Utilization of plan terpenes for induction of Rhodococcus pyridinivorans L4 bacteria to degrade trichloroethylene (TCE) and characterization of involving gene

Abstract

Trichloroethylene (TCE) is a priority pollutant that causes widespread contamination of water and soil. Biodegradation of TCE has the potential for being a cost-effective remediation technology. This study focused on the application of a local bacterium, Rhodococcus pyridinivorans L4 that normally cometabolize TCE while growing on toluene. Various plant terpenes were investigated as alternative TCE degrading enzyme inducers.

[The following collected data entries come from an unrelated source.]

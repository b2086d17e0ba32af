use std::fs;
use std::path::{Path, PathBuf};

use thiserror::Error;

use super::DemeterConfig;

pub const DEFAULT_CONFIG_PATHS: &[&str] = &["demeter.yaml", "config/demeter.yaml"];

#[derive(Debug, Error)]
pub enum ConfigError {
    #[error("failed to read config at {path}: {source}")]
    Io {
        path: PathBuf,
        source: std::io::Error,
    },
    #[error("failed to parse config at {path}: {source}")]
    Parse {
        path: PathBuf,
        source: serde_yaml::Error,
    },
}

/// 按候选路径加载配置；一个都不存在时退回内置默认值。
pub fn load_config(path: Option<PathBuf>) -> Result<DemeterConfig, ConfigError> {
    let candidate_paths = match path {
        Some(p) => vec![p],
        None => DEFAULT_CONFIG_PATHS
            .iter()
            .map(PathBuf::from)
            .collect::<Vec<PathBuf>>(),
    };

    for candidate in candidate_paths {
        if let Some(config) = try_load_file(&candidate)? {
            return Ok(config);
        }
    }

    Ok(DemeterConfig::default())
}

fn try_load_file(path: &Path) -> Result<Option<DemeterConfig>, ConfigError> {
    if !path.exists() {
        return Ok(None);
    }

    let contents = fs::read_to_string(path).map_err(|source| ConfigError::Io {
        path: path.to_path_buf(),
        source,
    })?;

    let config: DemeterConfig =
        serde_yaml::from_str(&contents).map_err(|source| ConfigError::Parse {
            path: path.to_path_buf(),
            source,
        })?;

    Ok(Some(config))
}
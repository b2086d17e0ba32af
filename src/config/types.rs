use rust_decimal::Decimal;
use serde::{Deserialize, Serialize};

use crate::protocols::ProtocolId;

#[derive(Debug, Clone, Serialize, Deserialize)]
pub struct DemeterConfig {
    #[serde(default)]
    pub global: GlobalConfig,
    #[serde(default)]
    pub session: SessionConfig,
    #[serde(default)]
    pub relay: RelayConfig,
    /// 每条结算链一个 RPC 入口。
    #[serde(default)]
    pub chains: Vec<ChainRpcConfig>,
    #[serde(default)]
    pub game: GameConfig,
}

#[derive(Debug, Clone, Serialize, Deserialize)]
pub struct GlobalConfig {
    #[serde(default)]
    pub wallet: WalletConfig,
    #[serde(default)]
    pub logging: LoggingConfig,
    #[serde(default)]
    pub prometheus: PrometheusConfig,
}

#[derive(Debug, Clone, Serialize, Deserialize)]
pub struct WalletConfig {
    /// 玩家地址（0x…）。签名能力由外部钱包提供，这里只作身份展示。
    #[serde(default)]
    pub address: String,
}

#[derive(Debug, Clone, Serialize, Deserialize)]
pub struct LoggingConfig {
    #[serde(default = "super::default_logging_level")]
    pub level: String,
    #[serde(default)]
    pub json: bool,
}

#[derive(Debug, Clone, Serialize, Deserialize)]
pub struct PrometheusConfig {
    #[serde(default)]
    pub enable: bool,
    #[serde(default = "super::default_prometheus_listen")]
    pub listen: String,
}

#[derive(Debug, Clone, Serialize, Deserialize)]
pub struct SessionConfig {
    /// 链下会话服务的 WebSocket 端点。
    #[serde(default = "super::default_session_ws_url")]
    pub ws_url: String,
    /// 会话作用域标识，随 session.create 一起上报。
    #[serde(default = "super::default_session_application")]
    pub application: String,
    #[serde(default = "super::default_session_request_timeout_ms")]
    pub request_timeout_ms: u64,
    /// 服务端 ack 未携带节省估算时使用的每动作兜底值（美元）。
    #[serde(default = "super::default_fallback_savings_per_action_usd")]
    pub fallback_savings_per_action_usd: Decimal,
}

#[derive(Debug, Clone, Serialize, Deserialize)]
pub struct RelayConfig {
    /// 托管中继的结算端点。
    #[serde(default = "super::default_relay_endpoint")]
    pub endpoint: String,
    #[serde(default = "super::default_relay_timeout_ms")]
    pub timeout_ms: u64,
}

#[derive(Debug, Clone, Serialize, Deserialize)]
pub struct ChainRpcConfig {
    pub chain_id: u64,
    pub rpc_url: String,
}

#[derive(Debug, Clone, Serialize, Deserialize)]
pub struct GameConfig {
    /// 每次升级抬高的年化收益（基点）。
    #[serde(default = "super::default_upgrade_apy_step_bps")]
    pub upgrade_apy_step_bps: u32,
    #[serde(default)]
    pub entities: Vec<EntityConfig>,
}

#[derive(Debug, Clone, Serialize, Deserialize)]
pub struct EntityConfig {
    pub id: String,
    pub name: String,
    pub protocol: ProtocolId,
    #[serde(default = "super::default_entity_level")]
    pub level: u32,
    #[serde(default = "super::default_entity_apy_bps")]
    pub apy_bps: u32,
    #[serde(default)]
    pub deposited: Decimal,
    #[serde(default)]
    pub position: [i32; 2],
}
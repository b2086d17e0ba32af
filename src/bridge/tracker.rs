//! 跨链转账进度跟踪器。
//!
//! 消费外部转账流程（approve → burn → 取证明 → mint）的事件流，
//! 映射到一个小型状态机并维护一份带时间戳的可读日志，供 UI
//! 直接渲染。纯状态机，不做任何 I/O。

use std::fmt;

use serde::Deserialize;
use time::OffsetDateTime;
use tracing::debug;

/// 当前所处的转账步骤。`Completed` 与 `Error` 是终态，
/// 只有 [`BridgeProgress::reset`] 能离开。
#[derive(Debug, Clone, Copy, PartialEq, Eq)]
pub enum BridgeStep {
    Idle,
    Approving,
    Burning,
    WaitingAttestation,
    Minting,
    Completed,
    Error,
}

impl fmt::Display for BridgeStep {
    fn fmt(&self, f: &mut fmt::Formatter<'_>) -> fmt::Result {
        let name = match self {
            BridgeStep::Idle => "idle",
            BridgeStep::Approving => "approving",
            BridgeStep::Burning => "burning",
            BridgeStep::WaitingAttestation => "waiting-attestation",
            BridgeStep::Minting => "minting",
            BridgeStep::Completed => "completed",
            BridgeStep::Error => "error",
        };
        f.write_str(name)
    }
}

#[derive(Debug, Clone, Copy, PartialEq, Eq, Deserialize)]
#[serde(rename_all = "camelCase")]
pub enum TransferMethod {
    Approve,
    Burn,
    FetchAttestation,
    Mint,
}

#[derive(Debug, Clone, Copy, PartialEq, Eq, Deserialize)]
#[serde(rename_all = "camelCase")]
pub enum EventPhase {
    Success,
    Error,
    Pending,
}

/// 转账库推送的一条事件。缺少 `method` 的事件整条忽略。
#[derive(Debug, Clone, Deserialize)]
#[serde(rename_all = "camelCase")]
pub struct TransferEvent {
    #[serde(default)]
    pub method: Option<TransferMethod>,
    pub phase: EventPhase,
    #[serde(default)]
    pub tx_hash: Option<String>,
    #[serde(default)]
    pub message: Option<String>,
}

#[derive(Debug, Clone)]
pub struct LogLine {
    pub at: OffsetDateTime,
    pub text: String,
}

/// 进度状态：当前步骤 + 只追加的日志。
/// 只有事件处理器修改它，`reset` 是唯一的清空手段。
#[derive(Debug)]
pub struct BridgeProgress {
    step: BridgeStep,
    log: Vec<LogLine>,
}

impl Default for BridgeProgress {
    fn default() -> Self {
        Self::new()
    }
}

impl BridgeProgress {
    pub fn new() -> Self {
        Self {
            step: BridgeStep::Idle,
            log: Vec::new(),
        }
    }

    pub fn step(&self) -> BridgeStep {
        self.step
    }

    pub fn log(&self) -> &[LogLine] {
        &self.log
    }

    /// UI 发起转账时调用：`idle → approving` 并写入起始日志行。
    pub fn begin(&mut self) {
        if self.step != BridgeStep::Idle {
            return;
        }
        self.step = BridgeStep::Approving;
        self.append("转账开始，等待授权", None);
    }

    /// 回到 `idle` 并清空日志，是离开终态的唯一方式。
    pub fn reset(&mut self) {
        self.step = BridgeStep::Idle;
        self.log.clear();
    }

    /// 按转换表推进状态机。终态吸收一切事件；`fetchAttestation`
    /// 的 pending / error 不转移（证明服务会自行重试）。
    pub fn handle_event(&mut self, event: &TransferEvent) {
        let Some(method) = event.method else {
            debug!(target: "bridge::tracker", "忽略缺少 method 的事件");
            return;
        };
        if matches!(self.step, BridgeStep::Completed | BridgeStep::Error) {
            return;
        }

        match (method, event.phase) {
            (TransferMethod::Approve, EventPhase::Success) => {
                self.step = BridgeStep::Burning;
                self.append("授权完成，开始销毁", event.tx_hash.as_deref());
            }
            (TransferMethod::Burn, EventPhase::Success) => {
                self.step = BridgeStep::WaitingAttestation;
                self.append("销毁完成，等待跨链证明", event.tx_hash.as_deref());
            }
            (TransferMethod::FetchAttestation, EventPhase::Success) => {
                self.step = BridgeStep::Minting;
                self.append("证明已取得，开始铸造", event.tx_hash.as_deref());
            }
            (TransferMethod::Mint, EventPhase::Success) => {
                self.step = BridgeStep::Completed;
                self.append("铸造完成，转账结束", event.tx_hash.as_deref());
            }
            (TransferMethod::FetchAttestation, EventPhase::Pending | EventPhase::Error) => {
                // 停在 waiting-attestation，等下一轮轮询。
            }
            (_, EventPhase::Error) => {
                self.step = BridgeStep::Error;
                let reason = event.message.as_deref().unwrap_or("未知错误");
                self.append(&format!("转账失败: {reason}"), event.tx_hash.as_deref());
            }
            (_, EventPhase::Pending) => {}
        }
    }

    fn append(&mut self, text: &str, tx_hash: Option<&str>) {
        let text = match tx_hash {
            Some(hash) => format!("{text} (tx: {hash})"),
            None => text.to_string(),
        };
        self.log.push(LogLine {
            at: OffsetDateTime::now_utc(),
            text,
        });
    }
}

#[cfg(test)]
mod tests {
    use super::*;

    fn event(method: Option<TransferMethod>, phase: EventPhase) -> TransferEvent {
        TransferEvent {
            method,
            phase,
            tx_hash: None,
            message: None,
        }
    }

    #[test]
    fn happy_path_reaches_completed() {
        let mut progress = BridgeProgress::new();
        assert_eq!(progress.step(), BridgeStep::Idle);

        progress.handle_event(&event(Some(TransferMethod::Approve), EventPhase::Success));
        assert_eq!(progress.step(), BridgeStep::Burning);
        progress.handle_event(&event(Some(TransferMethod::Burn), EventPhase::Success));
        assert_eq!(progress.step(), BridgeStep::WaitingAttestation);
        progress.handle_event(&event(
            Some(TransferMethod::FetchAttestation),
            EventPhase::Success,
        ));
        assert_eq!(progress.step(), BridgeStep::Minting);
        progress.handle_event(&event(Some(TransferMethod::Mint), EventPhase::Success));
        assert_eq!(progress.step(), BridgeStep::Completed);

        assert_eq!(progress.log().len(), 4);
    }

    #[test]
    fn pending_attestation_stays_waiting() {
        let mut progress = BridgeProgress::new();
        progress.handle_event(&event(Some(TransferMethod::Burn), EventPhase::Success));
        assert_eq!(progress.step(), BridgeStep::WaitingAttestation);

        progress.handle_event(&event(
            Some(TransferMethod::FetchAttestation),
            EventPhase::Pending,
        ));
        assert_eq!(progress.step(), BridgeStep::WaitingAttestation);
    }

    #[test]
    fn error_is_terminal_until_reset() {
        let mut progress = BridgeProgress::new();
        progress.handle_event(&event(Some(TransferMethod::Approve), EventPhase::Error));
        assert_eq!(progress.step(), BridgeStep::Error);

        // 终态吸收后续事件。
        progress.handle_event(&event(Some(TransferMethod::Burn), EventPhase::Success));
        assert_eq!(progress.step(), BridgeStep::Error);

        progress.reset();
        assert_eq!(progress.step(), BridgeStep::Idle);
        assert!(progress.log().is_empty());
    }

    #[test]
    fn completed_is_terminal_until_reset() {
        let mut progress = BridgeProgress::new();
        progress.handle_event(&event(Some(TransferMethod::Mint), EventPhase::Success));
        assert_eq!(progress.step(), BridgeStep::Completed);

        progress.handle_event(&event(Some(TransferMethod::Approve), EventPhase::Error));
        assert_eq!(progress.step(), BridgeStep::Completed);
    }

    #[test]
    fn events_without_method_are_noops() {
        let mut progress = BridgeProgress::new();
        progress.handle_event(&event(None, EventPhase::Success));
        assert_eq!(progress.step(), BridgeStep::Idle);
        assert!(progress.log().is_empty());
    }

    #[test]
    fn mid_flight_error_carries_the_message() {
        let mut progress = BridgeProgress::new();
        progress.handle_event(&event(Some(TransferMethod::Approve), EventPhase::Success));
        progress.handle_event(&TransferEvent {
            method: Some(TransferMethod::Burn),
            phase: EventPhase::Error,
            tx_hash: None,
            message: Some("burn reverted".into()),
        });
        assert_eq!(progress.step(), BridgeStep::Error);
        assert!(progress.log().last().unwrap().text.contains("burn reverted"));
    }

    #[test]
    fn begin_moves_idle_to_approving_only() {
        let mut progress = BridgeProgress::new();
        progress.begin();
        assert_eq!(progress.step(), BridgeStep::Approving);
        let lines = progress.log().len();

        // 非 idle 状态下 begin 不做任何事。
        progress.begin();
        assert_eq!(progress.step(), BridgeStep::Approving);
        assert_eq!(progress.log().len(), lines);
    }

    #[test]
    fn tx_hash_is_included_in_log_lines() {
        let mut progress = BridgeProgress::new();
        progress.handle_event(&TransferEvent {
            method: Some(TransferMethod::Approve),
            phase: EventPhase::Success,
            tx_hash: Some("0xabc".into()),
            message: None,
        });
        assert!(progress.log()[0].text.contains("0xabc"));
    }
}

Citral, cumene, and limonene at 25-50 ppm induced the bacterium to degrade 70% of 15 ppm TCE within 30 hrs. Terpene induced cells were also mineralized TCE more than non-induced cells. R. pyridinivorans L4 along with lemon grass leaves, cumin seeds, or orange peels were effectively enhanced TCE degradation in soil microcosms. Characterization of the initial TCE degrading enzyme and its encoding gene were later carried out by enzyme and DNA assay. The results suggested that R. pyridinivorans L4 contained toluene dioxygenase encoding gene, which is also found in other TCE/toluene degrading bacteria. DNA sequences of the gene were 100% homology to toluene inducible dioxygenase large subunit in Rhodococcus sp. 124, an isolate from USA. RT-PCR analysis revealed that terpene induced cells expressed higher amount of dioxygenase gene than non-induced cells. Meanwhile, toluene grown cells contained the highest amount of dioxygenase mRNA.